Mariano, Ryan Medical Intensive Care Unit provides comprehensive and continuous care for patients who suffer from a serious illness or medical problem as well as social and psychological support for patients and their families. Their team includes board-certified, critical care physicians , highly trained nurses and other specialists who are specifically trained in critical care and provide round-the-clock care. We learned some nursing skills using their equipment in an intensive care unit (ICU) includes mechanical ventilation to assist breathing through an endotracheal tube or a tracheotomy; intravenous lines for drug infusions fluids, nasogastric tubes, suction pumps, drains and catheters; and a wide array of drugs including their medication management.

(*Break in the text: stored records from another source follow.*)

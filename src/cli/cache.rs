//! Cache command implementation.

use colored::Colorize;

use crate::cli::args::CacheCommand;
use crate::error::Result;
use crate::storage::{AppPaths, ProcessingSettings, ResolvedConfig};

/// Execute the cache command.
///
/// The response cache lives in memory for the life of a process, so these
/// subcommands mostly matter to long-running embedders; the CLI shows the
/// configured behavior.
pub async fn execute(cmd: &CacheCommand, resolved: &ResolvedConfig) -> Result<()> {
    let paths = AppPaths::new();
    let settings = ProcessingSettings::load(&paths);

    match cmd {
        CacheCommand::Clear => {
            let orchestrator = crate::cli::build_orchestrator(resolved, &paths, settings)?;
            orchestrator.clear_cache();
            println!("Response cache cleared.");
        }

        CacheCommand::Stats => {
            if resolved.json {
                let payload = CachePayload {
                    enabled: settings.cache_enabled,
                    expiry_ms: settings.cache_expiry_ms,
                };
                println!("{}", serde_json::to_string_pretty(&payload)?);
                return Ok(());
            }

            let state = if settings.cache_enabled {
                "enabled".green().to_string()
            } else {
                "disabled".red().to_string()
            };
            println!("Response cache: {state}");
            println!(
                "Entry lifetime: {}s",
                settings.cache_expiry_ms / 1000
            );
            println!("Entries live in memory for the duration of a process.");
        }
    }

    Ok(())
}

#[derive(serde::Serialize)]
struct CachePayload {
    enabled: bool,
    expiry_ms: u64,
}
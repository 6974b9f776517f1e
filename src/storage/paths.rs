//! Application paths for config, cache, and data.

use std::path::PathBuf;

use directories::ProjectDirs;

/// Environment variable that relocates every application directory, used by
/// tests and sandboxed installs.
pub const ENV_HOME: &str = "INKWRIGHT_HOME";

/// Application paths.
pub struct AppPaths {
    /// Configuration directory.
    pub config: PathBuf,
    /// Cache directory.
    pub cache: PathBuf,
    /// Data directory.
    pub data: PathBuf,
}

impl AppPaths {
    /// Create paths for the inkwright application.
    #[must_use]
    pub fn new() -> Self {
        if let Ok(root) = std::env::var(ENV_HOME) {
            return Self::under_root(PathBuf::from(root));
        }
        if let Some(proj_dirs) = ProjectDirs::from("com", "inkwright", "inkwright") {
            Self {
                config: proj_dirs.config_dir().to_path_buf(),
                cache: proj_dirs.cache_dir().to_path_buf(),
                data: proj_dirs.data_dir().to_path_buf(),
            }
        } else {
            // Fallback to home directory
            let home = dirs::home_dir().unwrap_or_else(|| PathBuf::from("."));
            Self {
                config: home.join(".config/inkwright"),
                cache: home.join(".cache/inkwright"),
                data: home.join(".local/share/inkwright"),
            }
        }
    }

    /// All paths rooted under a single directory.
    #[must_use]
    pub fn under_root(root: PathBuf) -> Self {
        Self {
            config: root.join("config"),
            cache: root.join("cache"),
            data: root.join("data"),
        }
    }

    /// Path to the config file.
    #[must_use]
    pub fn config_file(&self) -> PathBuf {
        self.config.join("config.toml")
    }

    /// Path to the persisted API key map.
    #[must_use]
    pub fn api_keys_file(&self) -> PathBuf {
        self.data.join("ai-api-keys.json")
    }

    /// Path to the persisted provider selection.
    #[must_use]
    pub fn selected_provider_file(&self) -> PathBuf {
        self.data.join("ai-selected-provider.json")
    }

    /// Path to the persisted model selection.
    #[must_use]
    pub fn selected_model_file(&self) -> PathBuf {
        self.data.join("ai-selected-model.json")
    }

    /// Path to the persisted processing settings blob.
    #[must_use]
    pub fn settings_file(&self) -> PathBuf {
        self.data.join("ai-settings.json")
    }

    /// Ensure all directories exist.
    pub fn ensure_dirs(&self) -> std::io::Result<()> {
        std::fs::create_dir_all(&self.config)?;
        std::fs::create_dir_all(&self.cache)?;
        std::fs::create_dir_all(&self.data)?;
        Ok(())
    }
}

impl Default for AppPaths {
    fn default() -> Self {
        Self::new()
    }
}

/// Home directory lookup backed by `directories`.
mod dirs {
    use std::path::PathBuf;

    pub fn home_dir() -> Option<PathBuf> {
        directories::BaseDirs::new().map(|d| d.home_dir().to_path_buf())
    }
}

Tadifa, Joleen In MICU, patients are given 24-hour assessments by the healthcare team. Preparatory orders for the ICU generally vary from patient to patient since treatment is individualized. The initial workup should be coordinated by the attending ICU staff (intensiv and ICU nurse specialist), pharmacists (for medications and IV fluid therapy), and respiratory therapists for stabilization, improvement, or continuation of cardiopulmonary care. Well-coordinated care includes prompt consultation with other specialists soon after the patient is admitted to the ICU. The patient is connected to monitors that record his or her vital signs (pulse, blood pressure, and breathing rate). Orders for medications, laboratory tests, or other procedures are instituted upon arrival. The staff are highly skilled for critically ill patients. Using their advanced patient monitoring technology and sophisticated medical equipment, as providing continuous, comprehensive care for patients with serious conditions. providing expert healthcare and to treating patients with the compassion and respect they deserve. Patients requiring intensive care usually require support for airway or respiratory compromise (such as ventilator support), potentially lethal cardiac dysrhythmias. Critical care nurse are giving their intensive care to the patient, support for the above are usually admitted for intensive/invasive monitoring. Ideally, intensive care is usually only offered to those whose condition is potentially reversible and who have a good chance of surviving with intensive care support. Since the critically ill are so close to dying, the outcome of this intervention is difficult to predict.